Pezzulla D, Pastore F, Fionda B, Cellini F, Di Franco R, Ciabattoni A, Corazzi F, Cossa S, Dominici L, Draghini L, Gherardi F, Lillo S, Longo S, Mazzarotto R, Navarria F, Piccolo F, Stefanelli A, Vicenzi L, Zamagni A, Maranzano E, Tagliaferri L
Radiation Oncology Unit, Responsible Research Hospital, Italy.
Dipartimento di Diagnostica Per Immagini, Fondazione Policlinico Universitario "A. Gemelli" IRCCS, UOC di Radioterapia Oncologica, Radioterapia Oncologica ed Ematologia, Italy.
Clin Oncol (R Coll Radiol). 2024 Dec;36(12):790-796. doi: 10.1016/j.clon.2024.06.006. Epub 2024 Jun 13.
The National Palliative Care and Interventional Radiotherapy Study Groups of the Italian Association of Radiotherapy and Clinical Oncology (AIRO) carried out a survey whose aim was to obtain a "snapshot" of the real-world practice of nonmelanoma skin cancer (NMSC) treatments in Italy.

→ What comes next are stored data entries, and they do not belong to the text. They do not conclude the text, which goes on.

//! CRUD over the landing-page domain tables.
//!
//! Validation lives next to the entities in `models`; these functions add the
//! read paths, the visibility filters used by the public listing and the
//! partial-update / idempotent-delete semantics of the admin surface.

pub mod stock_service;
pub mod news_service;
pub mod testimonial_service;
pub mod media_service;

The survey was conducted on SurveyMonkey's online interface and was sent via e-mail to our society Radiation Oncologists.
Fifty-eight Italian radiation oncologists (ROs), representing 54 centers, answered the survey. Thirteen percent of the ROs declared they treat fewer than 10 NMSC lesions annually, 36% treat between 11 and 20, and 51% treat more than 20 lesions annually. Interventional radiotherapy (IRT) was offered by 25% of the ROs, and every case was reportedly discussed by a multidisciplinary team (71%). Electrons (74%), volumetric modulated arc therapy (V-MAT) (57%), three-dimensional conformal radiotherapy (3D-CRT) (43%), and IRT (26%) were the main treatment options. With external beam radiotherapy (EBRT), 46 and 53 different RT schedules were treated for curative and palliative intent, respectively; whereas for IRT, there were 21 and 7 for curative and palliative intent, respectively. The most popular EBRT curative options were 50-70.95/22-35 fractions (fx) and 50-70 Gy/16-20fx and for EBRT palliative settings, 30Gy/10fx, and 20-35Gy/5fx. For IRT, the most popular curative options were 32-50Gy/8-10fx and 30-54Gy/3-5fx, whereas 30Gy/6fz was the palliative option. Less than 10 re-RT cases were reported in one year in 42.5%, 11-20 cases in 42.5%, and >20 cases annually in 15%. Electrons (61%), VMAT (49%), and BRT (25%) were the most widely used approaches: 20-40Gy in 10fx and 20-25Gy in 5fx were the recommended fractionations.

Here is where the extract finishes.